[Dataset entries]
··········
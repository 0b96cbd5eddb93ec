// Copyright (c) 2024-2025 DeepGraph Inc.
// SPDX-License-Identifier: Apache-2.0
//
//! Redis driver implementation
//!
//! Each table gets its own client, multiplexed onto one of `slot_count`
//! logical databases chosen by a deterministic hash of the table name. Tables
//! that hash to the same slot share a keyspace; collisions are accepted.
//!
//! ```text
//! <id>                              -> record JSON
//! __recordstore:<table>:created     -> sorted set, member <id>, score created
//! ```
//!
//! The sorted set is the secondary index search scans. Record ids may not
//! start with `__recordstore:`, the prefix of every key the driver owns.

use super::handle::{first_node, paginate, stamp_write, HandleState};
use super::traits::{Database, Driver};
use super::types::DriverKind;
use crate::config::RedisConfig;
use crate::error::{DbError, DbResult};
use crate::model::{DatabaseInfo, Node, Record, SearchQuery};
use log::{debug, info, warn};
use parking_lot::{Mutex, RwLock};
use redis::{Commands, ConnectionAddr, ConnectionInfo, RedisConnectionInfo};
use std::collections::HashMap;
use std::sync::Arc;

/// Ids fetched per MGET during a filtered search
const SCAN_BATCH: usize = 256;

/// Prefix of driver-owned keys
const KEY_PREFIX: &str = "__recordstore:";

/// Logical database a table lives in
pub fn slot_for_table(table: &str, slot_count: u32) -> i64 {
    i64::from(fnv1a_32(table.as_bytes()) % slot_count.max(1))
}

fn fnv1a_32(bytes: &[u8]) -> u32 {
    const OFFSET_BASIS: u32 = 0x811c_9dc5;
    const PRIME: u32 = 0x0100_0193;
    bytes
        .iter()
        .fold(OFFSET_BASIS, |hash, b| (hash ^ u32::from(*b)).wrapping_mul(PRIME))
}

/// Sorted set indexing a table's record ids by `created`
pub fn index_key(table: &str) -> String {
    format!("{}{}:created", KEY_PREFIX, table)
}

/// Record ids may not collide with driver-owned keys
fn check_id(id: &str) -> DbResult<()> {
    if id.starts_with(KEY_PREFIX) {
        return Err(DbError::InvalidRecord(format!(
            "record id '{}' uses the reserved prefix '{}'",
            id, KEY_PREFIX
        )));
    }
    Ok(())
}

/// Redis driver
pub struct RedisDriver {
    config: RedisConfig,
}

impl RedisDriver {
    pub fn new(config: RedisConfig) -> Self {
        Self { config }
    }
}

impl Driver for RedisDriver {
    fn kind(&self) -> DriverKind {
        DriverKind::Redis
    }

    // Clients are created per table at init; nothing is dialed here.
    fn new_db(&self, nodes: &[Node]) -> DbResult<Box<dyn Database>> {
        let node = first_node(nodes)?;
        debug!("Opening redis database handle for {}", node);

        Ok(Box::new(RedisDatabase {
            node: node.clone(),
            config: self.config.clone(),
            inner: RwLock::new(RedisInner {
                clients: HashMap::new(),
                state: HandleState::Unbound,
            }),
        }))
    }
}

/// Client for one table plus its lazily opened connection
struct TableClient {
    client: redis::Client,
    connection: Mutex<Option<redis::Connection>>,
}

impl TableClient {
    fn open(node: &Node, config: &RedisConfig, slot: i64) -> DbResult<Self> {
        let info = ConnectionInfo {
            addr: ConnectionAddr::Tcp(node.address.clone(), node.port),
            redis: RedisConnectionInfo {
                db: slot,
                password: config.password.clone(),
                ..Default::default()
            },
        };
        Ok(Self {
            client: redis::Client::open(info)?,
            connection: Mutex::new(None),
        })
    }

    /// Run `f` on the table's connection, reconnecting if the last one broke
    fn with_connection<T, F>(&self, config: &RedisConfig, f: F) -> DbResult<T>
    where
        F: FnOnce(&mut redis::Connection) -> redis::RedisResult<T>,
    {
        let mut guard = self.connection.lock();
        if guard.is_none() {
            let connection = self
                .client
                .get_connection_with_timeout(config.connect_timeout())?;
            connection.set_read_timeout(config.io_timeout())?;
            connection.set_write_timeout(config.io_timeout())?;
            *guard = Some(connection);
        }

        let result = match guard.as_mut() {
            Some(connection) => f(connection),
            None => return Err(DbError::NotAvailable("redis connection unavailable".into())),
        };
        result.map_err(|e| {
            if e.is_io_error() || e.is_connection_dropped() || e.is_timeout() {
                *guard = None;
            }
            DbError::from(e)
        })
    }
}

struct TableBinding {
    database: DatabaseInfo,
    client: Arc<TableClient>,
}

struct RedisInner {
    clients: HashMap<String, Arc<TableClient>>,
    state: HandleState<TableBinding>,
}

/// Redis database handle
pub struct RedisDatabase {
    node: Node,
    config: RedisConfig,
    inner: RwLock<RedisInner>,
}

impl RedisDatabase {
    fn write(&self, record: &mut Record) -> DbResult<()> {
        check_id(&record.id)?;
        let inner = self.inner.read();
        let binding = inner.state.bound()?;

        stamp_write(record)?;
        let payload = serde_json::to_string(&*record)?;
        let index = index_key(&binding.database.table);

        debug!("Writing record '{}' to {}", record.id, binding.database);
        binding.client.with_connection(&self.config, |conn| {
            redis::pipe()
                .atomic()
                .set(&record.id, &payload)
                .ignore()
                .zadd(&index, &record.id, record.created)
                .ignore()
                .query::<()>(conn)
        })
    }

    /// Decode the values stored under `ids`; missing or empty values are `None`
    fn fetch(&self, binding: &TableBinding, ids: &[String]) -> DbResult<Vec<Option<Record>>> {
        if ids.is_empty() {
            return Ok(Vec::new());
        }

        let values: Vec<Option<String>> = binding
            .client
            .with_connection(&self.config, |conn| redis::cmd("MGET").arg(ids).query(conn))?;

        let mut stale = 0;
        let records = values
            .into_iter()
            .map(|value| -> DbResult<Option<Record>> {
                match value {
                    Some(json) if !json.is_empty() => Ok(Some(serde_json::from_str(&json)?)),
                    _ => {
                        stale += 1;
                        Ok(None)
                    }
                }
            })
            .collect::<DbResult<Vec<_>>>()?;

        if stale > 0 {
            warn!(
                "Skipped {} stale index entries in {}",
                stale, binding.database
            );
        }
        Ok(records)
    }

    fn ranked_ids(
        &self,
        binding: &TableBinding,
        reverse: bool,
        start: isize,
        stop: isize,
    ) -> DbResult<Vec<String>> {
        let index = index_key(&binding.database.table);
        binding.client.with_connection(&self.config, |conn| {
            if reverse {
                conn.zrevrange(&index, start, stop)
            } else {
                conn.zrange(&index, start, stop)
            }
        })
    }
}

impl Database for RedisDatabase {
    fn init(&self, database: &DatabaseInfo) -> DbResult<()> {
        let mut inner = self.inner.write();
        inner.state.ensure_open()?;
        database.validate()?;

        let slot = slot_for_table(&database.table, self.config.slot_count);
        let client = match inner.clients.get(&database.table) {
            Some(client) => client.clone(),
            None => Arc::new(TableClient::open(&self.node, &self.config, slot)?),
        };
        client.with_connection(&self.config, |conn| {
            redis::cmd("PING").query::<String>(conn)
        })?;

        inner
            .clients
            .insert(database.table.clone(), client.clone());
        inner.state = HandleState::Bound(TableBinding {
            database: database.clone(),
            client,
        });
        info!("Redis handle bound to {} (db slot {})", database, slot);
        Ok(())
    }

    fn close(&self) -> DbResult<()> {
        let mut inner = self.inner.write();
        let released = inner.clients.len();
        inner.clients.clear();
        inner.state = HandleState::Closed;
        if released > 0 {
            info!("Redis handle closed, released {} table clients", released);
        }
        Ok(())
    }

    fn create(&self, record: &mut Record) -> DbResult<()> {
        self.write(record)
    }

    fn read(&self, id: &str) -> DbResult<Option<Record>> {
        check_id(id)?;
        let inner = self.inner.read();
        let binding = inner.state.bound()?;

        let value: Option<String> = binding
            .client
            .with_connection(&self.config, |conn| conn.get(id))?;
        match value {
            Some(json) if !json.is_empty() => Ok(Some(serde_json::from_str(&json)?)),
            _ => Ok(None),
        }
    }

    fn update(&self, record: &mut Record) -> DbResult<()> {
        self.write(record)
    }

    fn delete(&self, id: &str) -> DbResult<()> {
        check_id(id)?;
        let inner = self.inner.read();
        let binding = inner.state.bound()?;
        let index = index_key(&binding.database.table);

        debug!("Deleting record '{}' from {}", id, binding.database);
        binding.client.with_connection(&self.config, |conn| {
            redis::pipe()
                .atomic()
                .del(id)
                .ignore()
                .zrem(&index, id)
                .ignore()
                .query::<()>(conn)
        })
    }

    fn search(&self, query: &SearchQuery) -> DbResult<Vec<Record>> {
        let inner = self.inner.read();
        let binding = inner.state.bound()?;
        let (offset, limit) = query.page();

        if query.terms.is_empty() {
            let start = isize::try_from(offset).unwrap_or(isize::MAX);
            let stop = isize::try_from(offset.saturating_add(limit) - 1).unwrap_or(isize::MAX);
            let ids = self.ranked_ids(binding, query.reverse, start, stop)?;
            return Ok(self.fetch(binding, &ids)?.into_iter().flatten().collect());
        }

        let ids = self.ranked_ids(binding, query.reverse, 0, -1)?;
        let mut matched = Vec::new();
        for chunk in ids.chunks(SCAN_BATCH) {
            matched.extend(
                self.fetch(binding, chunk)?
                    .into_iter()
                    .flatten()
                    .filter(|record| query.matches(record)),
            );
            if matched.len() >= offset.saturating_add(limit) {
                break;
            }
        }

        debug!(
            "Search on {} scanned {} index entries",
            binding.database,
            ids.len()
        );
        Ok(paginate(matched, offset, limit))
    }
}

#[cfg(test)]
mod tests {
    use super::*;

    fn unreachable_config() -> RedisConfig {
        RedisConfig {
            connect_timeout_ms: 200,
            ..Default::default()
        }
    }

    #[test]
    fn test_fnv1a_reference_values() {
        assert_eq!(fnv1a_32(b""), 0x811c_9dc5);
        assert_eq!(fnv1a_32(b"a"), 0xe40c_292c);
        assert_eq!(fnv1a_32(b"foobar"), 0xbf9c_f968);
    }

    #[test]
    fn test_slot_is_deterministic_and_bounded() {
        for table in ["posts", "users", "comments", ""] {
            let slot = slot_for_table(table, 16);
            assert!((0..16).contains(&slot));
            assert_eq!(slot, slot_for_table(table, 16));
        }
        assert_eq!(slot_for_table("posts", 1), 0);
        assert_eq!(slot_for_table("posts", 0), 0);
        assert_eq!(
            slot_for_table("a", 16),
            i64::from(0xe40c_292c_u32 % 16)
        );
    }

    #[test]
    fn test_index_key_is_per_table() {
        assert_eq!(index_key("posts"), "__recordstore:posts:created");
        assert_ne!(index_key("posts"), index_key("users"));
    }

    #[test]
    fn test_driver_owned_keys_are_not_record_ids() {
        let driver = RedisDriver::new(unreachable_config());
        let db = driver.new_db(&[Node::new("127.0.0.1", 1)]).unwrap();
        let reserved = index_key("posts");

        let mut record = Record::new(reserved.as_str());
        assert!(matches!(db.create(&mut record), Err(DbError::InvalidRecord(_))));
        assert!(matches!(db.update(&mut record), Err(DbError::InvalidRecord(_))));
        assert_eq!(record.created, 0);
        assert!(matches!(db.read(&reserved), Err(DbError::InvalidRecord(_))));
        assert!(matches!(db.delete(&reserved), Err(DbError::InvalidRecord(_))));

        assert!(check_id("recordstore:1").is_ok());
        assert!(check_id("_recordstore:1").is_ok());
    }

    #[test]
    fn test_new_db_requires_nodes_but_does_not_dial() {
        let driver = RedisDriver::new(unreachable_config());
        assert!(matches!(driver.new_db(&[]), Err(DbError::NotAvailable(_))));
        assert!(driver.new_db(&[Node::new("127.0.0.1", 1)]).is_ok());
    }

    #[test]
    fn test_crud_before_init_is_not_found() {
        let driver = RedisDriver::new(unreachable_config());
        let db = driver.new_db(&[Node::new("127.0.0.1", 1)]).unwrap();

        let mut record = Record::new("1");
        assert!(matches!(db.create(&mut record), Err(DbError::NotFound(_))));
        assert!(matches!(db.update(&mut record), Err(DbError::NotFound(_))));
        assert_eq!(record.updated, 0);
        assert!(matches!(db.read("1"), Err(DbError::NotFound(_))));
        assert!(matches!(db.delete("1"), Err(DbError::NotFound(_))));
        assert!(matches!(
            db.search(&SearchQuery::all()),
            Err(DbError::NotFound(_))
        ));
    }

    #[test]
    fn test_init_against_unreachable_node_fails_and_stays_unbound() {
        let driver = RedisDriver::new(unreachable_config());
        let db = driver.new_db(&[Node::new("127.0.0.1", 1)]).unwrap();

        let err = db.init(&DatabaseInfo::new("blog", "posts")).unwrap_err();
        assert!(matches!(err, DbError::Backend { .. }));
        assert!(matches!(db.read("1"), Err(DbError::NotFound(_))));
    }

    #[test]
    fn test_close_is_safe_without_clients() {
        let driver = RedisDriver::new(unreachable_config());
        let db = driver.new_db(&[Node::new("127.0.0.1", 1)]).unwrap();

        db.close().unwrap();
        db.close().unwrap();
        assert!(matches!(db.read("1"), Err(DbError::NotAvailable(_))));
        assert!(matches!(
            db.init(&DatabaseInfo::new("blog", "posts")),
            Err(DbError::NotAvailable(_))
        ));
    }
}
··········
• **Work order**: Report each line above that includes the string "Option".

• **Output of the exercise**:
    connection: Mutex<Option<redis::Connection>>,
    fn fetch(&self, binding: &TableBinding, ids: &[String]) -> DbResult<Vec<Option<Record>>> {
        let values: Vec<Option<String>> = binding
            .map(|value| -> DbResult<Option<Record>> {
    fn read(&self, id: &str) -> DbResult<Option<Record>> {
        let value: Option<String> = binding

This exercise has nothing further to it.